Searching for Word Forms

To search for word forms in ANNIS, simply select a corpus (in this example the freely available GUM corpus) and enter a search string between double quotation marks, e.g.:

"do"

Note that the search is case sensitive, so it will not find cases of capitalized 'Do', for example at the beginning of a sentence. In order to find both options, you can either look for one form OR the other using the pipe sign ( | ):

"do" | "Do"

or else you can use regular expressions, which must be surrounded by slashes ( / ) instead of quotation marks:

/[Dd]o/

To look for a sequence of multiple word forms, enter your search terms separated by & and then specify that the relation between the elements is one of precedence, as signified by the period ( . ) operator:

"do" & "n't" & #1 . #2

The expression #1 . #2 signifies that the first element ("do") precedes the second element ("n't"). Alternatively, you can also place the operator directly between the search elements as a shortcut. The following shortcut query is equivalent to the one above:

"do" . "n't"`

For indirect precedence (where other tokens may stand between the search terms), use the .* operator:

/[Dd]o/ & "n't" & "any" & #1 . #2 & #2 .* #3 

OR using shortcuts:

/[Dd]o/ . "n't" .* "any"

The queries above find sequences beginning with the token "Do" or "do", followed directly by "n't", which must be followed either directly or indirectly (.*) by "any". A range of allowed distances can also be specified numerically as follows:

/[Nn]ot/ & "all" & #1 .1,5 #2

OR:

/[Nn]ot/ .1,5 "all"

Meaning the two words "not" and "all" may appear at a distance of 1 to 5 tokens. The operator .* allows a distance of up to 50 tokens by default, so searching with .1,50 is the same as using .* instead. Greater distances (e.g. .1,100 for 'within 100 tokens') should always be specified explicitly.
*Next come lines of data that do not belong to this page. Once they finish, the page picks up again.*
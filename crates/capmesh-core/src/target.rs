// crates/capmesh-core/src/target.rs
// ============================================================================
// Module: Service Targets
// Description: Identity records for registered capability instances.
// Purpose: Describe where a capability lives and what it advertises.
// Dependencies: serde
// ============================================================================

//! ## Overview
//! A [`ServiceTarget`] is the registry's record of one downstream capability
//! instance: its logical service name, network address, role, and advertised
//! configuration tunables. Multiple instances may share a
//! `(service_name, role)` pair and form a load-balancing group; the issued
//! [`ServiceId`] is what makes an instance unique.

// ============================================================================
// SECTION: Imports
// ============================================================================

use std::collections::BTreeMap;
use std::fmt;

use serde::Deserialize;
use serde::Serialize;

use crate::identifiers::ServiceId;

// ============================================================================
// SECTION: Service Role
// ============================================================================

/// Role a registered capability plays in the gateway.
///
/// # Invariants
/// - Wire labels are stable: `resource-provider` and `tool-invoker`.
#[derive(Debug, Clone, Copy, PartialEq, Eq, PartialOrd, Ord, Hash, Serialize, Deserialize)]
#[serde(rename_all = "kebab-case")]
pub enum ServiceRole {
    /// Serves resource read requests.
    ResourceProvider,
    /// Invokes tools on behalf of callers.
    ToolInvoker,
}

impl ServiceRole {
    /// Returns the stable wire label for the role.
    #[must_use]
    pub const fn as_str(self) -> &'static str {
        match self {
            Self::ResourceProvider => "resource-provider",
            Self::ToolInvoker => "tool-invoker",
        }
    }
}

impl fmt::Display for ServiceRole {
    fn fmt(&self, f: &mut fmt::Formatter<'_>) -> fmt::Result {
        f.write_str(self.as_str())
    }
}

// ============================================================================
// SECTION: Service Target
// ============================================================================

/// Key identifying the instance endpoint a target describes.
///
/// Registries deduplicate registrations by this key; advertised
/// configurations do not participate in instance identity.
pub type InstanceKey = (ServiceRole, String, String, u16);

/// Identity record for a registered capability instance.
///
/// # Invariants
/// - `id` is `None` until the registry issues one; populated afterwards.
/// - `(service_name, role)` may repeat across instances; `id` never does.
/// - `configurations` holds advertised tunables, keyed by option name.
#[derive(Debug, Clone, PartialEq, Eq, Serialize, Deserialize)]
pub struct ServiceTarget {
    /// Registry-issued identifier, absent before first registration.
    #[serde(default, skip_serializing_if = "Option::is_none")]
    pub id: Option<ServiceId>,
    /// Logical name shared by all instances of one capability type.
    pub service_name: String,
    /// Host address the capability listens on.
    pub host: String,
    /// Port the capability listens on.
    pub port: u16,
    /// Role the capability plays.
    pub role: ServiceRole,
    /// Advertised configuration tunables.
    #[serde(default)]
    pub configurations: BTreeMap<String, String>,
}

impl ServiceTarget {
    /// Creates an unregistered target for the given service.
    #[must_use]
    pub fn new(
        service_name: impl Into<String>,
        host: impl Into<String>,
        port: u16,
        role: ServiceRole,
    ) -> Self {
        Self {
            id: None,
            service_name: service_name.into(),
            host: host.into(),
            port,
            role,
            configurations: BTreeMap::new(),
        }
    }

    /// Adds an advertised configuration entry.
    #[must_use]
    pub fn with_configuration(mut self, option: impl Into<String>, value: impl Into<String>) -> Self {
        self.configurations.insert(option.into(), value.into());
        self
    }

    /// Renders the network address as `host:port`.
    #[must_use]
    pub fn address(&self) -> String {
        format!("{}:{}", self.host, self.port)
    }

    /// Builds the key registries deduplicate registrations by.
    #[must_use]
    pub fn instance_key(&self) -> InstanceKey {
        (
            self.role,
            self.service_name.clone(),
            self.host.clone(),
            self.port,
        )
    }

    /// Returns true when both targets describe the same instance endpoint.
    ///
    /// The registry uses this to decide between issuing a fresh identifier
    /// and refreshing an existing registration.
    #[must_use]
    pub fn same_instance(&self, other: &Self) -> bool {
        self.instance_key() == other.instance_key()
    }
}
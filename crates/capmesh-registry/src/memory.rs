// crates/capmesh-registry/src/memory.rs
// ============================================================================
// Module: In-Memory Stores
// Description: Volatile store backends for the registry and namespace pool.
// Purpose: Serve standalone deployments and tests without a database.
// Dependencies: capmesh-core
// ============================================================================

//! ## Overview
//! These backends keep registry and namespace state in process memory. They
//! satisfy the same store contracts as durable backends, so the registry
//! code path is identical in standalone and persistent deployments.

// ============================================================================
// SECTION: Imports
// ============================================================================

use std::collections::BTreeMap;
use std::sync::Mutex;

use capmesh_core::NamespaceSlot;
use capmesh_core::NamespaceStore;
use capmesh_core::RegistryStore;
use capmesh_core::ServiceId;
use capmesh_core::ServiceTarget;
use capmesh_core::StoreError;

// ============================================================================
// SECTION: Registry Store
// ============================================================================

/// Volatile registry store keyed by service id.
///
/// # Invariants
/// - Saved targets always carry an id.
#[derive(Default)]
pub struct MemoryRegistryStore {
    /// Stored targets keyed by id.
    targets: Mutex<BTreeMap<ServiceId, ServiceTarget>>,
}

impl MemoryRegistryStore {
    /// Creates an empty store.
    #[must_use]
    pub fn new() -> Self {
        Self::default()
    }
}

impl RegistryStore for MemoryRegistryStore {
    fn save(&self, target: &ServiceTarget) -> Result<(), StoreError> {
        let Some(id) = target.id.clone() else {
            return Err(StoreError::Io("target has no issued id".to_string()));
        };
        let mut targets = match self.targets.lock() {
            Ok(guard) => guard,
            Err(poisoned) => poisoned.into_inner(),
        };
        targets.insert(id, target.clone());
        Ok(())
    }

    fn remove(&self, id: &ServiceId) -> Result<(), StoreError> {
        let mut targets = match self.targets.lock() {
            Ok(guard) => guard,
            Err(poisoned) => poisoned.into_inner(),
        };
        targets.remove(id);
        Ok(())
    }

    fn load_all(&self) -> Result<Vec<ServiceTarget>, StoreError> {
        let targets = match self.targets.lock() {
            Ok(guard) => guard,
            Err(poisoned) => poisoned.into_inner(),
        };
        Ok(targets.values().cloned().collect())
    }
}

// ============================================================================
// SECTION: Namespace Store
// ============================================================================

/// Volatile namespace store keyed by slot path.
#[derive(Default)]
pub struct MemoryNamespaceStore {
    /// Stored slots keyed by path.
    slots: Mutex<BTreeMap<String, NamespaceSlot>>,
}

impl MemoryNamespaceStore {
    /// Creates an empty store.
    #[must_use]
    pub fn new() -> Self {
        Self::default()
    }
}

impl NamespaceStore for MemoryNamespaceStore {
    fn save(&self, slot: &NamespaceSlot) -> Result<(), StoreError> {
        let mut slots = match self.slots.lock() {
            Ok(guard) => guard,
            Err(poisoned) => poisoned.into_inner(),
        };
        slots.insert(slot.path.clone(), slot.clone());
        Ok(())
    }

    fn load_all(&self) -> Result<Vec<NamespaceSlot>, StoreError> {
        let slots = match self.slots.lock() {
            Ok(guard) => guard,
            Err(poisoned) => poisoned.into_inner(),
        };
        Ok(slots.values().cloned().collect())
    }
}
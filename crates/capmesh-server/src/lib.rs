// crates/capmesh-server/src/lib.rs
// ============================================================================
// Module: capmesh-server
// Description: HTTP control plane for the Capmesh router.
// Purpose: Expose the discovery, management, catalog, and invocation
//          surfaces over one axum router, wired from a TOML config.
// Dependencies: capmesh crates, axum, tokio, toml
// ============================================================================

//! ## Overview
//!
//! The server crate assembles the routing core into a running process:
//! [`RouterConfig`] selects the backing store and cadences,
//! [`bootstrap`](crate::bootstrap) opens the store and restores persisted
//! state, and [`http`](crate::http) mounts the REST surface capability
//! services and operators talk to. Observability goes through the
//! [`RouterMetrics`] seam; the default sink discards everything.

pub mod bootstrap;
pub mod config;
pub mod http;
pub mod state;
pub mod telemetry;

pub use bootstrap::ServerError;
pub use bootstrap::build_state;
pub use bootstrap::serve;
pub use bootstrap::serve_until;
pub use config::RouterConfig;
pub use config::StoreConfig;
pub use http::router;
pub use state::AppState;
pub use telemetry::CallOutcome;
pub use telemetry::DiscoveryOp;
pub use telemetry::DispatchOp;
pub use telemetry::NoopRouterMetrics;
pub use telemetry::RegistryEventBridge;
pub use telemetry::RouterMetrics;
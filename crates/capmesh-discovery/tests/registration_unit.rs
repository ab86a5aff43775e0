// crates/capmesh-discovery/tests/registration_unit.rs
// ============================================================================
// Module: registration_unit
// Description: Unit tests for the capability registration lifecycle.
// Purpose: Verify config validation, instance-id caching, retry budgeting,
//          and scheduler shutdown without a live router.
// Dependencies: capmesh-core, capmesh-discovery, tempfile, tokio
// ============================================================================

//! ## Overview
//! Verifies config validation, instance-id caching, retry budgeting, and
//! scheduler shutdown without a live router.

#![allow(
    clippy::unwrap_used,
    clippy::expect_used,
    reason = "Test-only fixtures use unwraps for clarity."
)]

use std::sync::Arc;
use std::sync::atomic::AtomicU32;
use std::sync::atomic::Ordering;
use std::time::Duration;

use capmesh_core::ServiceId;
use capmesh_core::ServiceRole;
use capmesh_core::ServiceTarget;
use capmesh_discovery::CapabilityConfig;
use capmesh_discovery::ConfigError;
use capmesh_discovery::DiscoveryClient;
use capmesh_discovery::DiscoveryEvents;
use capmesh_discovery::InstanceDataFile;
use capmesh_discovery::RegistrationManager;
use capmesh_discovery::RegistrationScheduler;
use tempfile::TempDir;

/// Event sink counting lifecycle transitions.
#[derive(Default)]
struct Recorder {
    failed_attempts: AtomicU32,
    dropped_reports: AtomicU32,
    registrations: AtomicU32,
}

impl DiscoveryEvents for Recorder {
    fn on_registered(&self, _target: &ServiceTarget) {
        self.registrations.fetch_add(1, Ordering::SeqCst);
    }

    fn on_registration_failed(&self, _reason: &str, _retries_left: u32) {
        self.failed_attempts.fetch_add(1, Ordering::SeqCst);
    }

    fn on_state_report_dropped(&self, _reason: &str) {
        self.dropped_reports.fetch_add(1, Ordering::SeqCst);
    }
}

fn sample_toml(data_dir: &str) -> String {
    format!(
        r#"
name = "camel-route"
role = "tool-invoker"
host = "10.0.0.7"
port = 9190
data_dir = "{data_dir}"

[registration]
router_url = "http://127.0.0.1:1"
retries = 3
retry_wait_secs = 0
"#
    )
}

fn unreachable_config(data_dir: &TempDir) -> CapabilityConfig {
    CapabilityConfig::from_toml_str(&sample_toml(&data_dir.path().display().to_string())).unwrap()
}

fn manager_with_recorder(
    config: &CapabilityConfig,
) -> (Arc<RegistrationManager>, Arc<Recorder>) {
    let client = DiscoveryClient::new(
        &config.registration.router_url,
        Duration::from_millis(500),
    )
    .unwrap();
    let recorder = Arc::new(Recorder::default());
    let manager = Arc::new(RegistrationManager::new(config, client, recorder.clone()));
    (manager, recorder)
}

#[test]
fn config_parses_with_cadence_defaults() {
    let config = CapabilityConfig::from_toml_str(&sample_toml("/tmp/capmesh")).unwrap();
    assert_eq!(config.name, "camel-route");
    assert_eq!(config.role, ServiceRole::ToolInvoker);
    assert!(config.registration.ping_enabled);
    assert_eq!(config.registration.interval_secs, 5);
    assert_eq!(config.registration.retry_wait_secs, 0);
}

#[test]
fn config_rejects_zero_port() {
    let raw = sample_toml("/tmp/capmesh").replace("port = 9190", "port = 0");
    let err = CapabilityConfig::from_toml_str(&raw).unwrap_err();
    assert!(matches!(err, ConfigError::Invalid(_)));
}

#[test]
fn config_rejects_unparsable_router_url() {
    let raw = sample_toml("/tmp/capmesh")
        .replace("router_url = \"http://127.0.0.1:1\"", "router_url = \"not a url\"");
    let err = CapabilityConfig::from_toml_str(&raw).unwrap_err();
    assert!(matches!(err, ConfigError::Invalid(_)));
}

#[test]
fn announce_target_carries_configurations() {
    let mut config = CapabilityConfig::from_toml_str(&sample_toml("/tmp/capmesh")).unwrap();
    config
        .configurations
        .insert("timeout".to_string(), "request timeout in seconds".to_string());
    let target = config.announce_target();
    assert_eq!(target.address(), "10.0.0.7:9190");
    assert_eq!(
        target.configurations.get("timeout").map(String::as_str),
        Some("request timeout in seconds")
    );
}

#[test]
fn instance_file_restores_issued_id() {
    let dir = TempDir::new().unwrap();
    let file = InstanceDataFile::new(dir.path(), "camel-route");
    assert!(file.cached_id().is_none());

    let id = ServiceId::new("svc-00000000000000aa");
    file.store(&id).unwrap();
    assert_eq!(file.cached_id(), Some(id));
}

#[test]
fn instance_file_ignores_cache_of_other_service() {
    let dir = TempDir::new().unwrap();
    let writer = InstanceDataFile::new(dir.path(), "camel-route");
    writer.store(&ServiceId::new("svc-00000000000000aa")).unwrap();

    // Same directory, different service name: the reader resolves to its
    // own cache path and finds nothing.
    let reader = InstanceDataFile::new(dir.path(), "file-provider");
    assert!(reader.cached_id().is_none());
}

#[test]
fn instance_file_treats_corrupt_cache_as_absent() {
    let dir = TempDir::new().unwrap();
    let path = dir.path().join("camel-route.instance.json");
    std::fs::write(&path, "not json at all").unwrap();

    let file = InstanceDataFile::new(dir.path(), "camel-route");
    assert!(file.cached_id().is_none());
}

#[tokio::test]
async fn exhausted_retry_budget_leaves_service_unregistered() {
    let dir = TempDir::new().unwrap();
    let config = unreachable_config(&dir);
    let (manager, recorder) = manager_with_recorder(&config);

    manager.register().await;

    assert!(!manager.is_registered());
    assert_eq!(recorder.failed_attempts.load(Ordering::SeqCst), 3);
    assert_eq!(recorder.registrations.load(Ordering::SeqCst), 0);
}

#[tokio::test]
async fn spent_budget_still_attempts_once_per_tick() {
    let dir = TempDir::new().unwrap();
    let config = unreachable_config(&dir);
    let (manager, recorder) = manager_with_recorder(&config);

    manager.register().await;
    assert_eq!(recorder.failed_attempts.load(Ordering::SeqCst), 3);

    manager.register().await;
    assert_eq!(recorder.failed_attempts.load(Ordering::SeqCst), 4);
}

#[tokio::test]
async fn state_report_without_issued_id_is_dropped() {
    let dir = TempDir::new().unwrap();
    let config = unreachable_config(&dir);
    let (manager, recorder) = manager_with_recorder(&config);

    manager.last_as_fail("exchange failed").await;

    assert_eq!(recorder.dropped_reports.load(Ordering::SeqCst), 1);
}

#[tokio::test]
async fn scheduler_stop_completes_against_unreachable_router() {
    let dir = TempDir::new().unwrap();
    let config = unreachable_config(&dir);
    let (manager, _recorder) = manager_with_recorder(&config);

    let scheduler = RegistrationScheduler::spawn(manager.clone(), Duration::from_secs(60));
    scheduler.stop().await;

    assert!(!manager.is_registered());
}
Finally, we can add metadata restrictions to the query, which filter out documents not matching our definitions. Metadata attributes must be preceded by the prefix meta:: and may not be bound (i.e. they are not referred to as #1 etc. and the numbering of other elements ignores their existence):

"want" & "to" & #1 .1,5 #2 & meta::type="interview" 

To view metadata for a search result or for a corpus, press the "i" icon next to it in the result window or in the search form respectively.